Der Job eines Industriekaufmannes ist es, ein Unternehmen wirtschaftlich möglichst erfolgreich zu machen, indem man aus kaufmännischer Sicht die verschiedenen Bereiche eines Unternehmens unterstützt, z. B. Marketing/Vertrieb, den Personalbereich, die Produktion (Einkauf/Verkauf) oder das Finanz/Rechnungswesen.

 


 
 

Typische Arbeitssituation

Zu einem Großteil der Zeit ist man damit beschäftigt, über die unterschiedlichen Wege zu kommunizieren, auch wenn E-Mail mittlerweile zum häufigst genutzten Weg geworden ist. Man bleibt so mit externen Kunden in Kontakt, bespricht Aufträge und kontrolliert Auftragspapiere, hakt bei Ungereimtheiten nach und sorgt für eine korrekte Abwicklung des "Papierkrams". Intern hält man Kontakt zu den Abteilungen, mit denen man zu tun hat (kommt auf die genaue Stelle an) und bespricht mit Abteilungsleitern alle Dinge, die anstehen und wichtig sind.

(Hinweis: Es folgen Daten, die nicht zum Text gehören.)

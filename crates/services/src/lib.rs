#![forbid(unsafe_code)]

pub mod error;
pub mod responses;

pub use survey_core::Clock;

pub use error::ResponseError;
pub use responses::{
    PendingSave, ResponseLoopService, ResponseSession, ResumeOutcome, SaveOutcome, StepOutcome,
};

Wenn man z. B. im Marketing ist, macht man Konzepte und Pläne für Werbemaßnahmen, die man dann mit den Entscheidungsträgern bespricht und abstimmt. Wenn man die Materialwirtschaft unterstützt, verhandelt man mit Lieferanten über einen guten Preis, bestellt Waren und prüft deren Eintreffen und die korrekter Lagerung. Industriekaufleute im Personalbereich kennen sich mit tariflichen Bestimmungen und Lohnabrechnungen aus und schreiben Zeugnisse - sorgen auch dafür, dass bei Bedarf neue Mitarbeiter eingestellt werden. Im Finanz-/Rechnungswesen wird dafür gesorgt, dass Löhne ausgezahlt werden und der Überblick über Einnahmen und Ausgaben im Unternehmen behalten wird.

 
 
 

Die 3 Sonnenseiten

  1. Das Arbeiten in einem (großen) Industrieunternehmen ist sehr abwechslungsreich, da man das "große Ganze" sieht/sehen muss. Das heißt aber auch, dass man in vielen Bereichen eingesetzt werden kann.
  2. Man kommuniziert den ganzen Tag über mit verschiedenen Menschen.
  3. Man hat gute Fortbildungsmöglichkeiten - der Beruf ist also ein guter Ausgangspunkt.
 

 
 

Die 3 Seufzer

  1. Es geht letztlich "nur" ums Geld und nicht um Werte, Ideale etc.
  2. Man hat nie genug getan, man könnte immer noch mehr arbeiten oder etwas besser machen. Oft sind auch Überstunden notwendig, damit alles fristgerecht fertig wird.
  3. Wenn sich etwas ändert (auf Lieferanten-, Kundenseite oder bei der Technologie), kann das auch Verschiebungen bei den Arbeitsplätzen bedeuten und also auch im schlimmsten Fall Entlassungen.